# Provided entries
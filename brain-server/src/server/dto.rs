use serde::{Deserialize, Serialize};
use serde_json::Value;
use std::collections::BTreeMap;
use utoipa::ToSchema;

fn default_interface() -> String {
    "api".to_string()
}

fn default_language() -> String {
    "en".to_string()
}

#[derive(Debug, Deserialize, ToSchema)]
pub struct ChatRequestBody {
    pub message: String,
    /// `voice`, `telegram` or `api`.
    #[serde(default = "default_interface")]
    pub interface: String,
    /// `pl` or `en`.
    #[serde(default = "default_language")]
    pub language: String,
}

#[derive(Debug, Serialize, Deserialize, ToSchema)]
pub struct ChatResponseBody {
    pub response: String,
    #[schema(value_type = Vec<Object>)]
    pub actions: Vec<Value>,
}

#[derive(Debug, Serialize, Deserialize, ToSchema)]
pub struct ResetResponse {
    pub status: String,
    pub session_id: String,
}

#[derive(Debug, Serialize, Deserialize, ToSchema)]
pub struct ErrorResponse {
    pub error: String,
}

#[derive(Debug, Clone, Copy, PartialEq, Eq, Serialize, Deserialize, ToSchema)]
#[serde(rename_all = "lowercase")]
pub enum HealthStatus {
    Healthy,
    Degraded,
    Unhealthy,
}

#[derive(Debug, Serialize, Deserialize, ToSchema)]
pub struct HealthResponse {
    pub status: HealthStatus,
    pub version: String,
    /// RFC 3339, UTC.
    pub timestamp: String,
    pub components: HealthComponents,
}

#[derive(Debug, Serialize, Deserialize, ToSchema)]
pub struct HealthComponents {
    pub history: ComponentHealth,
    pub mcp_servers: McpServersHealth,
}

#[derive(Debug, Serialize, Deserialize, ToSchema)]
pub struct ComponentHealth {
    pub status: HealthStatus,
    #[serde(skip_serializing_if = "Option::is_none")]
    pub message: Option<String>,
}

#[derive(Debug, Serialize, Deserialize, ToSchema)]
pub struct McpServersHealth {
    pub status: HealthStatus,
    pub healthy: usize,
    pub total: usize,
    pub servers: BTreeMap<String, ServerHealth>,
}

#[derive(Debug, Serialize, Deserialize, ToSchema)]
pub struct ServerHealth {
    pub status: HealthStatus,
    #[serde(skip_serializing_if = "Option::is_none")]
    pub tool_count: Option<usize>,
    #[serde(skip_serializing_if = "Option::is_none")]
    pub message: Option<String>,
}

# What you should do
Quote each line above in full, word for word.

# Written solution
filename brain-server/src/server/dto.rs
use serde::{Deserialize, Serialize};
use serde_json::Value;
use std::collections::BTreeMap;
use utoipa::ToSchema;

fn default_interface() -> String {
    "api".to_string()
}

fn default_language() -> String {
    "en".to_string()
}

#[derive(Debug, Deserialize, ToSchema)]
pub struct ChatRequestBody {
    pub message: String,
    /// `voice`, `telegram` or `api`.
    #[serde(default = "default_interface")]
    pub interface: String,
    /// `pl` or `en`.
    #[serde(default = "default_language")]
    pub language: String,
}

#[derive(Debug, Serialize, Deserialize, ToSchema)]
pub struct ChatResponseBody {
    pub response: String,
    #[schema(value_type = Vec<Object>)]
    pub actions: Vec<Value>,
}

#[derive(Debug, Serialize, Deserialize, ToSchema)]
pub struct ResetResponse {
    pub status: String,
    pub session_id: String,
}

#[derive(Debug, Serialize, Deserialize, ToSchema)]
pub struct ErrorResponse {
    pub error: String,
}

#[derive(Debug, Clone, Copy, PartialEq, Eq, Serialize, Deserialize, ToSchema)]
#[serde(rename_all = "lowercase")]
pub enum HealthStatus {
    Healthy,
    Degraded,
    Unhealthy,
}

#[derive(Debug, Serialize, Deserialize, ToSchema)]
pub struct HealthResponse {
    pub status: HealthStatus,
    pub version: String,
    /// RFC 3339, UTC.
    pub timestamp: String,
    pub components: HealthComponents,
}

#[derive(Debug, Serialize, Deserialize, ToSchema)]
pub struct HealthComponents {
    pub history: ComponentHealth,
    pub mcp_servers: McpServersHealth,
}

#[derive(Debug, Serialize, Deserialize, ToSchema)]
pub struct ComponentHealth {
    pub status: HealthStatus,
    #[serde(skip_serializing_if = "Option::is_none")]
    pub message: Option<String>,
}

#[derive(Debug, Serialize, Deserialize, ToSchema)]
pub struct McpServersHealth {
    pub status: HealthStatus,
    pub healthy: usize,
    pub total: usize,
    pub servers: BTreeMap<String, ServerHealth>,
}

#[derive(Debug, Serialize, Deserialize, ToSchema)]
pub struct ServerHealth {
    pub status: HealthStatus,
    #[serde(skip_serializing_if = "Option::is_none")]
    pub tool_count: Option<usize>,
    #[serde(skip_serializing_if = "Option::is_none")]
    pub message: Option<String>,
}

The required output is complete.